Lorsque Juliette quitta l'inconscience, elle remarqua avec soulagement que sa migraine et le poids qui écrasait sa poitrine s'étaient évanouis.
Elle ouvrit les yeux pour découvrir une chambre plongée dans une obscurité totale. Seul un fin rayon de soleil orangé s'infiltrait à travers un petit interstice dans la pièce imprégnée de ténèbres.
Dans une lenteur hésitante, elle tourna la tête. La place à sa gauche était vacante.
Pourtant, les draps étaient bien ouverts, froissés, et la forme d'un corps était fermement incrustée dans le matelas, comme si quelqu'un s'était allongé à ses côtés, pour s'en aller aussitôt.
Au creux de sa mémoire tourbillonnante, le son du bois et du velours qui percute le sol, le bruit cinglant des vases qui se brisent résonnait encore. Mais après cela...
Le néant.
Prise de panique, la princesse se redressa sur son séant et fut traversée par une sueur froide.
Les images défilaient dans son esprit vidé de tout souvenir. Le sourire encourageant, l'éclat de détermination dans les yeux d'Edouard. Elle se frotta le bras doucement ; sa poigne était comme imprégnée dans sa peau.

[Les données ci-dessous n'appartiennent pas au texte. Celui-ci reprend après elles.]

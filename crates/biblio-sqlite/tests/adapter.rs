// File: crates/biblio-sqlite/tests/adapter.rs
// Purpose: Adapter queries against an in-memory Zotero-compatible schema.

use biblio_core::store::{LibraryStore, RecordFilter};
use biblio_core::types::LibraryScope;
use biblio_core::{aggregate, extract_markers};
use biblio_sqlite::LibraryDatabase;

const SCHEMA: &str = "
CREATE TABLE items (itemID INTEGER PRIMARY KEY, itemTypeID INTEGER, libraryID INTEGER, dateAdded TEXT);
CREATE TABLE itemTypes (itemTypeID INTEGER PRIMARY KEY, typeName TEXT);
CREATE TABLE tags (tagID INTEGER PRIMARY KEY, name TEXT);
CREATE TABLE itemTags (itemID INTEGER, tagID INTEGER);
CREATE TABLE deletedItems (itemID INTEGER PRIMARY KEY);
CREATE TABLE publicationsItems (itemID INTEGER PRIMARY KEY);
CREATE TABLE fields (fieldID INTEGER PRIMARY KEY, fieldName TEXT);
CREATE TABLE itemData (itemID INTEGER, fieldID INTEGER, valueID INTEGER);
CREATE TABLE itemDataValues (valueID INTEGER PRIMARY KEY, value TEXT);
";

const SEED: &str = "
INSERT INTO itemTypes VALUES (1, 'journalArticle'), (2, 'book'), (3, 'note');
INSERT INTO tags VALUES (10, 'reading'), (11, 'methods');

-- Two articles on Jan 1, one book on Jan 3, one note (never counted),
-- one soft-deleted article on Jan 2.
INSERT INTO items VALUES
  (1, 1, 1, '2024-01-01 09:00:00'),
  (2, 1, 1, '2024-01-01 15:30:00'),
  (3, 2, 1, '2024-01-03 11:00:00'),
  (4, 3, 1, '2024-01-02 10:00:00'),
  (5, 1, 1, '2024-01-02 12:00:00');
INSERT INTO deletedItems VALUES (5);

-- Item 2 carries the focal tag; the deleted item 5 does too.
INSERT INTO itemTags VALUES (2, 10), (5, 10), (3, 11);

-- Items 1 and 3 are curated publications; item 1 has a publish date.
INSERT INTO publicationsItems VALUES (1), (3);
INSERT INTO fields VALUES (100, 'date'), (101, 'title');
INSERT INTO itemDataValues VALUES (1000, '2023/11/7'), (1001, 'Some Title');
INSERT INTO itemData VALUES (1, 100, 1000), (1, 101, 1001);
";

fn seeded() -> LibraryDatabase {
    let db = LibraryDatabase::open_in_memory().expect("in-memory db");
    db.execute_batch(SCHEMA).expect("schema");
    db.execute_batch(SEED).expect("seed");
    db
}

fn scope() -> LibraryScope {
    LibraryScope::new(1)
}

#[tokio::test]
async fn fused_day_counts_group_filter_and_order() {
    let db = seeded();
    let rows = db
        .day_counts(scope(), &RecordFilter::scholarly(), &[10])
        .await
        .expect("fused query");

    let days: Vec<&str> = rows.iter().map(|r| r.day.as_str()).collect();
    assert_eq!(days, vec!["2024-01-01", "2024-01-03"]);
    assert_eq!(rows[0].added_count, 2);
    assert_eq!(rows[0].focal_added_count, Some(1));
    assert_eq!(rows[1].added_count, 1);
    assert_eq!(rows[1].focal_added_count, Some(0));
}

#[tokio::test]
async fn fused_without_tags_reports_no_focal_column() {
    let db = seeded();
    let rows = db
        .day_counts(scope(), &RecordFilter::scholarly(), &[])
        .await
        .expect("fused query");
    assert!(rows.iter().all(|r| r.focal_added_count.is_none()));
}

#[tokio::test]
async fn decomposed_columns_align_with_the_fused_form() {
    let db = seeded();
    let filter = RecordFilter::scholarly();

    let fused = db.day_counts(scope(), &filter, &[10]).await.expect("fused");
    let days = db.day_column(scope(), &filter).await.expect("days");
    let added = db.added_count_column(scope(), &filter).await.expect("added");
    let focal = db
        .focal_count_column(scope(), &filter, &[10])
        .await
        .expect("focal");

    assert_eq!(days.len(), fused.len());
    assert_eq!(added.len(), fused.len());
    assert_eq!(focal.len(), fused.len());
    for (i, row) in fused.iter().enumerate() {
        assert_eq!(days[i], row.day);
        assert_eq!(added[i], row.added_count);
        assert_eq!(Some(focal[i]), row.focal_added_count);
    }
}

#[tokio::test]
async fn unknown_library_scope_yields_zero_rows() {
    let db = seeded();
    let rows = db
        .day_counts(LibraryScope::new(99), &RecordFilter::scholarly(), &[])
        .await
        .expect("fused query");
    assert!(rows.is_empty());
}

#[tokio::test]
async fn tag_resolution_drops_unknown_names() {
    let db = seeded();
    let ids = db
        .resolve_tag_ids(&["reading".into(), "nonexistent".into()])
        .await
        .expect("resolve");
    assert_eq!(ids, vec![10]);

    let empty = db.resolve_tag_ids(&[]).await.expect("resolve empty");
    assert!(empty.is_empty());
}

#[tokio::test]
async fn publish_dates_cover_only_curated_records() {
    let db = seeded();
    let filter = RecordFilter::publications();

    let dates = db.publish_dates(scope(), &filter).await.expect("publish");
    assert_eq!(dates, vec!["2023/11/7".to_string()]);

    let added = db.added_timestamps(scope(), &filter).await.expect("added");
    assert_eq!(added.len(), 2);
    assert!(added.iter().all(|d| d.starts_with("2024-01-0")));
}

#[tokio::test]
async fn aggregate_end_to_end_over_sqlite() {
    let db = seeded();
    let stats = aggregate(&db, scope(), &[10]).await;

    // Jan 1 through Jan 3, gap-filled.
    assert_eq!(stats.daily.len(), 3);
    assert_eq!(stats.total_count, 3);
    assert_eq!(stats.focal_count, 1);
    assert_eq!(stats.daily[1].added_count, 0);
    assert_eq!(stats.daily[1].cumulative_count, 2);
    assert_eq!(stats.start_date, "2024-01-01");
    assert_eq!(stats.end_date, "2024-01-03");
}

#[tokio::test]
async fn markers_end_to_end_prefer_publish_dates() {
    let db = seeded();
    let markers = extract_markers(&db, scope()).await;

    assert_eq!(markers.days, vec!["2023-11-07".to_string()]);
    assert_eq!(markers.cumulative_by_day["2023-11-07"], 1);
}

#[tokio::test]
async fn missing_schema_degrades_to_query_error() {
    let db = LibraryDatabase::open_in_memory().expect("in-memory db");
    let result = db.day_counts(scope(), &RecordFilter::scholarly(), &[]).await;
    assert!(result.is_err());
}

Était-ce le fruit de son imagination ? Ou bien le reste évanescent de sa mémoire vacillante ?
Et la sensation des doigts froids qui glissent dans ses cheveux, la caresse de la voix profonde, l'odeur éthérée, les senteurs d'eau, de minéraux...
La fumée entêtante.
Les yeux jaunes dans le noir.
Les avait-elle rêvés, eux aussi ?
Elle se leva, se laissa glisser sur le sol de pierre froide, chercha des yeux le regard condescendant de la femme du tableau.
Elle ne le trouva pas.
Elle voulut se diriger vers la porte qui était située à gauche du lit, lorsqu'elle percuta le mur de plein fouet. Elle poussa un juron, s'apprêta à répéter sa tentative du côté opposé de la pièce, mais elle s'arrêta net dans son élan.
La pierre.
Nue, tordue, humide.
Partout.
Les murs s'étiraient et se rejoignaient dans un cercle infini.
Et contre sa hanche, une petite table de bois. En son centre, un livre ouvert.
Sur une page.
« Chapitre LIII : La balance des Equilibres, un idéal ? »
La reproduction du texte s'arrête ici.